Admittedly, Russia is not an economic peer to the United States and the PRC is not yet a nuclear peer, but both states are attempting to use their nuclear arsenals to coerce the United States into abandoning democratically elected governments Kyiv and Taipei. Given the current international security environment, it is worth reflecting on the role deterrence and the nuclear triad play in ensuring strategic stability.
The Nuclear Triad and Deterrence
According to the Department of Defense’s Dictionary of Military Terms, deterrence is defined as “The prevention of action by the existence of a credible threat of unacceptable counteraction and/or belief that the cost of action outweighs the perceived benefits.” Using all instruments of national power, the U.S. alters the adversary’s decision-making process, encouraging restraint. The most effective strategy tailors messages to an adversary’s culture, beliefs, and interests. Deterrence requires capability, credibility, and communication.
Deterrence by the threat of punishment is a concept that relies on the threat of imposing costs on an adversary to alter their decision calculus. This is accomplished by holding at risk what an adversary values. Targets can include industry, infrastructure, military forces, and the adversary’s population. It was the clear threat of nuclear war that ensured the Cold War remained cold.
Deterrence by denial occurs when the desired benefits of an adversary’s potential actions are reduced or eliminated by defensive measures. Denial can be achieved through passive defense, active defense, or offensive operations. The adversary must understand the risk to success posed by denial efforts, which means it is important to effectively communicate those efforts.
Deterrence by dissuasion is the least assertive form of deterrence and seeks to change an adversary’s perception of interests by convincing them that there are effective ways to achieve national interests without challenging the international status quo. These more passive approaches to deterrence can include the use of international norms to shape behavior and the use of carrots instead of sticks. The effort to bring Russia into NATO in the years immediately following the Soviet Union’s collapse is an example of deterrence by dissuasion.
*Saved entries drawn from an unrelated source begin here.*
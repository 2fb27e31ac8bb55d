// Diatonic scale construction for major and natural-minor keys.
//
// A `Scale` is the seven pitch classes of a key, tonic first. The candidate
// generator walks it by degree index (mod 7) to find consonant partners for a
// cantus firmus note, and the scorer reads its seventh degree for the minor
// cadence rule.

use crate::pitch::PitchClass;
use serde::{Deserialize, Serialize};
use std::fmt;
use std::str::FromStr;

/// Key mode. Only the two tonal modes are supported.
#[derive(Debug, Clone, Copy, PartialEq, Eq, Hash, Serialize, Deserialize)]
pub enum Mode {
    Major,
    /// Natural minor (aeolian).
    Minor,
}

impl Mode {
    /// Semitone offsets from the tonic to each of the seven degrees.
    pub fn intervals(self) -> [u8; 7] {
        match self {
            Mode::Major => [0, 2, 4, 5, 7, 9, 11],
            Mode::Minor => [0, 2, 3, 5, 7, 8, 10],
        }
    }
}

impl fmt::Display for Mode {
    fn fmt(&self, f: &mut fmt::Formatter<'_>) -> fmt::Result {
        match self {
            Mode::Major => f.write_str("Major"),
            Mode::Minor => f.write_str("Minor"),
        }
    }
}

impl FromStr for Mode {
    type Err = String;

    fn from_str(s: &str) -> Result<Self, Self::Err> {
        match s.trim().to_lowercase().as_str() {
            "major" => Ok(Mode::Major),
            "minor" => Ok(Mode::Minor),
            other => Err(format!("unknown mode '{}'", other)),
        }
    }
}

/// The seven pitch classes of a key. Element 0 is the tonic.
#[derive(Debug, Clone, Copy, PartialEq, Eq)]
pub struct Scale {
    pub tonic: PitchClass,
    pub mode: Mode,
    degrees: [PitchClass; 7],
}

impl Scale {
    pub fn degrees(&self) -> &[PitchClass; 7] {
        &self.degrees
    }

    /// Pitch class of a degree; the index wraps mod 7.
    pub fn degree(&self, index: usize) -> PitchClass {
        self.degrees[index % 7]
    }

    /// Degree index (0-6) of a pitch class, or None if it is outside the key.
    pub fn degree_of(&self, class: PitchClass) -> Option<usize> {
        self.degrees.iter().position(|&pc| pc == class)
    }

    pub fn contains(&self, class: PitchClass) -> bool {
        self.degree_of(class).is_some()
    }

    /// The unaltered seventh degree.
    pub fn subtonic(&self) -> PitchClass {
        self.degrees[6]
    }

    /// Seventh degree of the parallel major, a semitone below the tonic.
    /// Equal to `subtonic()` in major keys.
    pub fn leading_tone(&self) -> PitchClass {
        self.tonic.transpose(11)
    }
}

/// Build the scale for a tonic and mode.
pub fn build_scale(tonic: PitchClass, mode: Mode) -> Scale {
    let intervals = mode.intervals();
    let mut degrees = [tonic; 7];
    for (slot, &offset) in degrees.iter_mut().zip(intervals.iter()) {
        *slot = tonic.transpose(offset);
    }
    Scale { tonic, mode, degrees }
}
What is important to remember about maintaining effective deterrence is that it takes capability (the ability to impose costs), credibility (the adversary’s belief you will do what you say), and the ability to effectively communicate with an adversary. Without all three, it is challenging to maintain stable deterrence.
Assurance is the art of convincing an ally that the United States will defend its vital interests in the face of a threat from a nuclear-armed adversary. If successful, the U.S. gains nonproliferation benefits by discouraging allies from developing independent nuclear capabilities. Assurance is more than just extending a rhetorical “nuclear umbrella” over allies. Denis Healey, a former British Secretary of State for Defence, once noted, “It only takes 5 percent credibility of American retaliation to deter an attack [from the Soviets], but it takes 95 percent credibility to reassure the allies.” Simply put, achieving assurance is harder than achieving deterrence.
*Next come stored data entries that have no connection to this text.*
#[cfg(test)]
mod tests {
    use super::*;
    use crate::pitch::PitchClass;

    fn pitches(names: &[&str]) -> Vec<Pitch> {
        names.iter().map(|n| n.parse().unwrap()).collect()
    }

    fn cantus(tonic: PitchClass, mode: Mode, names: &[&str]) -> CantusFirmus {
        CantusFirmus::new("Test", "1", tonic, mode, pitches(names)).unwrap()
    }

    fn c_major(names: &[&str]) -> CantusFirmus {
        cantus(PitchClass::C, Mode::Major, names)
    }

    fn eval(line: &[&str], cf: &CantusFirmus, voice: VoicePosition) -> Verdict {
        evaluate(&pitches(line), cf, voice, &RuleWeights::default())
    }

    fn reject(violation: RuleViolation) -> Verdict {
        Verdict::Reject(violation)
    }

    #[test]
    fn test_empty_prefix_scores_zero() {
        let cf = c_major(&["C4", "D4", "C4"]);
        assert_eq!(eval(&[], &cf, VoicePosition::Below), Verdict::Score(0));
    }

    #[test]
    fn test_opening_must_be_perfect() {
        let cf = c_major(&["C4", "D4", "C4"]);
        // E3 under C4 is a sixth.
        assert_eq!(eval(&["E3"], &cf, VoicePosition::Below), reject(RuleViolation::ImproperOpening));
        assert_eq!(eval(&["C3"], &cf, VoicePosition::Below), Verdict::Score(0));
        assert_eq!(eval(&["F3"], &cf, VoicePosition::Below), Verdict::Score(0));
    }

    #[test]
    fn test_range_and_crossing() {
        let cf = c_major(&["C4", "D4", "C4"]);
        assert_eq!(
            eval(&["G4"], &cf, VoicePosition::Below),
            reject(RuleViolation::VoiceCrossing { index: 0 })
        );
        assert_eq!(
            eval(&["C2"], &cf, VoicePosition::Below),
            reject(RuleViolation::OutOfRange { index: 0 })
        );
    }

    #[test]
    fn test_overlap_with_neighbouring_cantus_note() {
        // Cantus G4 rises above the counterpoint's previous C4.
        let cf = c_major(&["C4", "G4", "C4"]);
        assert_eq!(
            eval(&["C4", "G4"], &cf, VoicePosition::Above),
            reject(RuleViolation::VoiceOverlap { index: 1 })
        );
    }

    #[test]
    fn test_parallel_fifths_and_octaves() {
        let cf = c_major(&["C4", "D4", "E4", "F4"]);
        assert_eq!(
            eval(&["F3", "G3"], &cf, VoicePosition::Below),
            reject(RuleViolation::ParallelPerfect {
                index: 1,
                interval: Interval::FIFTH
            })
        );
        assert_eq!(
            eval(&["C3", "D3"], &cf, VoicePosition::Below),
            reject(RuleViolation::ParallelPerfect {
                index: 1,
                interval: Interval::UNISON
            })
        );
    }

    #[test]
    fn test_repeated_sonority_is_not_parallel() {
        let cf = c_major(&["C4", "C4"]);
        assert_eq!(eval(&["C3", "C3"], &cf, VoicePosition::Below), Verdict::Score(0));
    }

    #[test]
    fn test_cadence_rules() {
        let cf = c_major(&["C4", "D4", "C4"]);
        // Sixth -> octave: fine. Span is one semitone.
        assert_eq!(eval(&["C3", "B2", "C3"], &cf, VoicePosition::Below), Verdict::Score(1));
        // Fifth -> octave is rejected.
        assert_eq!(
            eval(&["C3", "G3", "C3"], &cf, VoicePosition::Below),
            reject(RuleViolation::ImproperCadence)
        );
        // Must end on a unison/octave.
        assert_eq!(
            eval(&["C3", "B2", "E3"], &cf, VoicePosition::Below),
            reject(RuleViolation::ImproperCadence)
        );
    }

    #[test]
    fn test_harmonic_tritone() {
        let cf = c_major(&["C4", "B3", "C4", "G4"]);
        assert_eq!(
            eval(&["C3", "F3"], &cf, VoicePosition::Below),
            reject(RuleViolation::HarmonicTritone { index: 1 })
        );
    }

    #[test]
    fn test_imperfect_run_limit() {
        let cf = c_major(&["C4", "D4", "E4", "F4", "G4", "A4"]);
        let line = ["C3", "B2", "C3", "D3", "E3"];
        assert_eq!(
            eval(&line, &cf, VoicePosition::Below),
            reject(RuleViolation::ImperfectRun { index: 4 })
        );

        let relaxed = RuleWeights {
            max_imperfect_run: 4,
            ..RuleWeights::default()
        };
        assert_eq!(evaluate(&pitches(&line), &cf, VoicePosition::Below, &relaxed), Verdict::Score(5));
    }

    #[test]
    fn test_octave_leap_rejected_in_lower_voice() {
        let cf = c_major(&["C4", "E4", "D4", "C4"]);
        assert_eq!(
            eval(&["C3", "C4"], &cf, VoicePosition::Below),
            reject(RuleViolation::LeapTooWide { index: 1 })
        );
    }

    #[test]
    fn test_lower_voice_leaps_only_penalized() {
        let cf = c_major(&["C4", "D4", "E4", "F4", "G4"]);
        // Two fourths: span 5, penalty -10.
        assert_eq!(eval(&["C3", "G2", "C3"], &cf, VoicePosition::Below), Verdict::Score(-5));
    }

    #[test]
    fn test_upper_voice_leap_into_perfect() {
        let cf = c_major(&["C3", "D3", "E3", "F3", "G3"]);
        assert_eq!(
            eval(&["G4", "D5"], &cf, VoicePosition::Above),
            reject(RuleViolation::LeapIntoPerfect { index: 1 })
        );
    }

    #[test]
    fn test_upper_voice_leap_recovery() {
        let cf = c_major(&["C3", "D3", "E3", "F3", "G3"]);
        assert_eq!(
            eval(&["C4", "F4", "G4"], &cf, VoicePosition::Above),
            reject(RuleViolation::UnresolvedLeap { index: 1 })
        );
        // Leap up a fourth, step back down: span 5, one leap penalty.
        assert_eq!(eval(&["C4", "F4", "E4"], &cf, VoicePosition::Above), Verdict::Score(0));
    }

    #[test]
    fn test_upper_voice_unprepared_leap() {
        let cf = c_major(&["C3", "D3", "E3", "F3", "G3"]);
        assert_eq!(
            eval(&["C4", "E4", "A4"], &cf, VoicePosition::Above),
            reject(RuleViolation::UnpreparedLeap { index: 2 })
        );
    }

    #[test]
    fn test_upper_voice_melodic_tritone() {
        let cf = c_major(&["C3", "D3", "E3", "F3", "G3"]);
        assert_eq!(
            eval(&["C4", "F#4"], &cf, VoicePosition::Above),
            reject(RuleViolation::MelodicTritone { index: 1 })
        );
    }

    #[test]
    fn test_upper_voice_consecutive_thirds() {
        let cf = c_major(&["C3", "D3", "E3", "F3", "G3", "A3"]);
        assert_eq!(
            eval(&["G4", "E4", "C4"], &cf, VoicePosition::Above),
            reject(RuleViolation::ConsecutiveSkips { index: 2 })
        );
    }

    #[test]
    fn test_minor_penultimate_degree() {
        let cf = cantus(PitchClass::A, Mode::Minor, &["A4", "B4", "A4"]);
        assert_eq!(
            eval(&["A3", "D4"], &cf, VoicePosition::Below),
            reject(RuleViolation::MissingLeadingTone { index: 1 })
        );
        assert_eq!(eval(&["A3", "G3", "A3"], &cf, VoicePosition::Below), Verdict::Score(2));
    }

    #[test]
    fn test_rejection_is_sticky_under_extension() {
        let cf = c_major(&["C4", "D4", "E4", "F4"]);
        let bad = eval(&["F3", "G3"], &cf, VoicePosition::Below);
        let extended = eval(&["F3", "G3", "C3"], &cf, VoicePosition::Below);
        assert!(matches!(bad, Verdict::Reject(_)));
        assert_eq!(extended, bad);
    }

    #[test]
    fn test_lower_voice_overlap() {
        // Counterpoint rises above the previous cantus note.
        let cf = c_major(&["C4", "G4", "C4"]);
        assert_eq!(
            eval(&["C4", "E4"], &cf, VoicePosition::Below),
            reject(RuleViolation::VoiceOverlap { index: 1 })
        );
        // Cantus falls below the previous counterpoint note.
        let cf = c_major(&["C4", "E3", "C4"]);
        assert_eq!(
            eval(&["F3", "C3"], &cf, VoicePosition::Below),
            reject(RuleViolation::VoiceOverlap { index: 1 })
        );
    }

    #[test]
    fn test_sixths_run_limit() {
        let cf = c_major(&["C4", "D4", "E4", "F4", "G4", "A4"]);
        // Unison, then four sixths.
        let line = ["C3", "F3", "G3", "A3", "B3"];
        assert_eq!(
            eval(&line, &cf, VoicePosition::Below),
            reject(RuleViolation::ImperfectRun { index: 4 })
        );

        // Span 11, one leap of a fourth.
        let relaxed = RuleWeights {
            max_imperfect_run: 4,
            ..RuleWeights::default()
        };
        assert_eq!(evaluate(&pitches(&line), &cf, VoicePosition::Below, &relaxed), Verdict::Score(6));
    }

    #[test]
    fn test_thirds_and_sixths_counted_separately() {
        let cf = c_major(&["C4", "D4", "E4", "F4", "G4", "A4"]);
        // Unison, sixth, sixth, third, third: neither run exceeds three.
        // Span 7, two leaps of a fourth.
        assert_eq!(
            eval(&["C3", "F3", "G3", "D3", "E3"], &cf, VoicePosition::Below),
            Verdict::Score(-3)
        );
    }

    #[test]
    fn test_upper_voice_consecutive_sixths() {
        let cf = c_major(&["C3", "D3", "E3", "F3", "G3"]);
        // Down a major sixth, then down a minor sixth.
        assert_eq!(
            eval(&["G5", "Bb4", "D4"], &cf, VoicePosition::Above),
            reject(RuleViolation::ConsecutiveSkips { index: 2 })
        );
    }

    fn assert_newest_matches_full(
        rules: &RuleSet<'_>,
        choices: &[Vec<Pitch>],
        line: &mut Vec<Pitch>,
        seen: &mut usize,
    ) {
        if line.len() == choices.len() {
            return;
        }
        for &candidate in &choices[line.len()] {
            line.push(candidate);
            let full = rules.evaluate(line);
            assert_eq!(rules.evaluate_newest(line), full, "line {:?}", line);
            *seen += 1;
            if matches!(full, Verdict::Score(_)) {
                assert_newest_matches_full(rules, choices, line, seen);
            }
            line.pop();
        }
    }

    #[test]
    fn test_newest_note_check_matches_full_evaluation() {
        let weights = RuleWeights::default();
        let cases = [
            (c_major(&["C4", "D4", "F4", "E4", "D4", "C4"]), VoicePosition::Below),
            (c_major(&["C3", "D3", "F3", "E3", "D3", "C3"]), VoicePosition::Above),
            (
                cantus(PitchClass::D, Mode::Minor, &["D3", "F3", "G3", "F3", "E3", "D3"]),
                VoicePosition::Above,
            ),
        ];
        for (cf, voice) in &cases {
            let rules = RuleSet::new(cf, *voice, &weights);
            let choices: Vec<Vec<Pitch>> = cf
                .notes()
                .iter()
                .map(|&note| crate::candidates::candidates(cf.tonic, note, *voice, cf.mode))
                .collect();
            let mut seen = 0;
            assert_newest_matches_full(&rules, &choices, &mut Vec::new(), &mut seen);
            assert!(seen > 0);
        }
    }
}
Visible actions like maintaining a sufficient force posture and military exercises with allies reassure allies that the United States is reliable. These and related activities are the reason that no American ally has developed an independent nuclear weapons capability in more than sixty years.
There are three legs of the nuclear triad that each possess unique attributes. Together, they produce a mutually supportive and flexible strategic deterrent for the country. These unique and overlapping capabilities allow the triad to become more than just the sum of its parts.
The triad’s overlapping attributes help ensure the enduring survivability of American deterrence capabilities. They allow the president to hold adversary targets at risk of attack throughout any crisis or conflict. Because each leg of the triad has distinct strengths and weaknesses, the president can hold a range of static, hardened, relocatable, hardened and deeply buried, time-sensitive, geographically complex, and area targets at risk. These target sets present a diverse set of challenges for American nuclear capabilities.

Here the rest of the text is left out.